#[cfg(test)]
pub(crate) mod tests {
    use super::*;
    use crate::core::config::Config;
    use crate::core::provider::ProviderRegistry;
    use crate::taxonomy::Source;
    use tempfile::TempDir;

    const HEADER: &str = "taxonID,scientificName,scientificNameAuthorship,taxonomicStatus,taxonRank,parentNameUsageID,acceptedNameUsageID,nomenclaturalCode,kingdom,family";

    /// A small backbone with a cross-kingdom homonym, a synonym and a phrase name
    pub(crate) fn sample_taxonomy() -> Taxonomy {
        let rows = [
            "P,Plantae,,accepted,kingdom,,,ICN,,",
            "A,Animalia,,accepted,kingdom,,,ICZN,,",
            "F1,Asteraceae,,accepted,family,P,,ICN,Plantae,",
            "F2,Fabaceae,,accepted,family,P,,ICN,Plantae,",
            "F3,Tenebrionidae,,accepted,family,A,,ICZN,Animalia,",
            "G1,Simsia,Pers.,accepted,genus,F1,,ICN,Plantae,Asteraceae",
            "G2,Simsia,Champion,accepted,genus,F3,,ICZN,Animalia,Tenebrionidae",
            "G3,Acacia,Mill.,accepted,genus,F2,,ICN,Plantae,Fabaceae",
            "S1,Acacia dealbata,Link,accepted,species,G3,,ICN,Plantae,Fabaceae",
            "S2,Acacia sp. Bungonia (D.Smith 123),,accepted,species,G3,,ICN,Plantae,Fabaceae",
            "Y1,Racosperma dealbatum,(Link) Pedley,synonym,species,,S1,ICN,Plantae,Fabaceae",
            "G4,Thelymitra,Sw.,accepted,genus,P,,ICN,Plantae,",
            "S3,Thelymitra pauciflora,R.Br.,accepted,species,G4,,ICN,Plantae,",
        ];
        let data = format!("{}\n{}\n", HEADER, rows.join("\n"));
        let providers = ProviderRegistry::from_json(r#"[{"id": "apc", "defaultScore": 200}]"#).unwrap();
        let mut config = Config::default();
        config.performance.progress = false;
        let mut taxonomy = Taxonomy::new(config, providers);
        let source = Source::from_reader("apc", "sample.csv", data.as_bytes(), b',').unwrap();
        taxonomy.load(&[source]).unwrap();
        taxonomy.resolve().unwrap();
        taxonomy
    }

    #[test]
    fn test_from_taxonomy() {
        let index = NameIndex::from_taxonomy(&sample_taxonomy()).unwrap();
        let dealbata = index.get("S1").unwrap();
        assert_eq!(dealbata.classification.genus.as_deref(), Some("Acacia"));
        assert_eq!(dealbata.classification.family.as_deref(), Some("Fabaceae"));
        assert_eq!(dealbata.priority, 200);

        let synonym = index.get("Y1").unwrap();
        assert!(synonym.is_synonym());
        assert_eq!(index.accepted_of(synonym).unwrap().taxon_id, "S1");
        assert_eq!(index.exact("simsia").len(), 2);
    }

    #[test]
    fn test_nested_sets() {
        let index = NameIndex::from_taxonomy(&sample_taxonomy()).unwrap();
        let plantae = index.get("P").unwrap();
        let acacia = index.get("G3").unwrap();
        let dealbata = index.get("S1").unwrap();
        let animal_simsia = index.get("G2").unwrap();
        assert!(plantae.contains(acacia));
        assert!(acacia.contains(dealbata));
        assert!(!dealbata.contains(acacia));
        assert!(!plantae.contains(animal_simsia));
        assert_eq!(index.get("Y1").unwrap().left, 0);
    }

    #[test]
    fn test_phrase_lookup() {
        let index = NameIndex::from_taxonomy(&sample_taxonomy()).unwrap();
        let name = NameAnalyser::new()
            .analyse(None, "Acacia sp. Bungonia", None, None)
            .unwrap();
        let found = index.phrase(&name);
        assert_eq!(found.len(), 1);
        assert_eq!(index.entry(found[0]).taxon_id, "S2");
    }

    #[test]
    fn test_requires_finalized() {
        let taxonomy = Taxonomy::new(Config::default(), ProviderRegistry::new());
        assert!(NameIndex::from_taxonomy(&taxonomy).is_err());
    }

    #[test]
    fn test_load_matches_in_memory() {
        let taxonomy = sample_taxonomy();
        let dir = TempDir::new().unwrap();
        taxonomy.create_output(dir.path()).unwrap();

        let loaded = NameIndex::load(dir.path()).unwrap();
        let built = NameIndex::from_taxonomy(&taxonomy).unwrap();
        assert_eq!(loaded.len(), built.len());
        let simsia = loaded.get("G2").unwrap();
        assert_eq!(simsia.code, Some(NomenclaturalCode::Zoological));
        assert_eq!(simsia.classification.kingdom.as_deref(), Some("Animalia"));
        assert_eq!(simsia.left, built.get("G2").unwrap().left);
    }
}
------------------------------------
_The problem_:
Up to and including the line with "a phrase name", write out the records above exactly, starting from their first line.

_Your solution_:
#[cfg(test)]
pub(crate) mod tests {
    use super::*;
    use crate::core::config::Config;
    use crate::core::provider::ProviderRegistry;
    use crate::taxonomy::Source;
    use tempfile::TempDir;

    const HEADER: &str = "taxonID,scientificName,scientificNameAuthorship,taxonomicStatus,taxonRank,parentNameUsageID,acceptedNameUsageID,nomenclaturalCode,kingdom,family";

    /// A small backbone with a cross-kingdom homonym, a synonym and a phrase name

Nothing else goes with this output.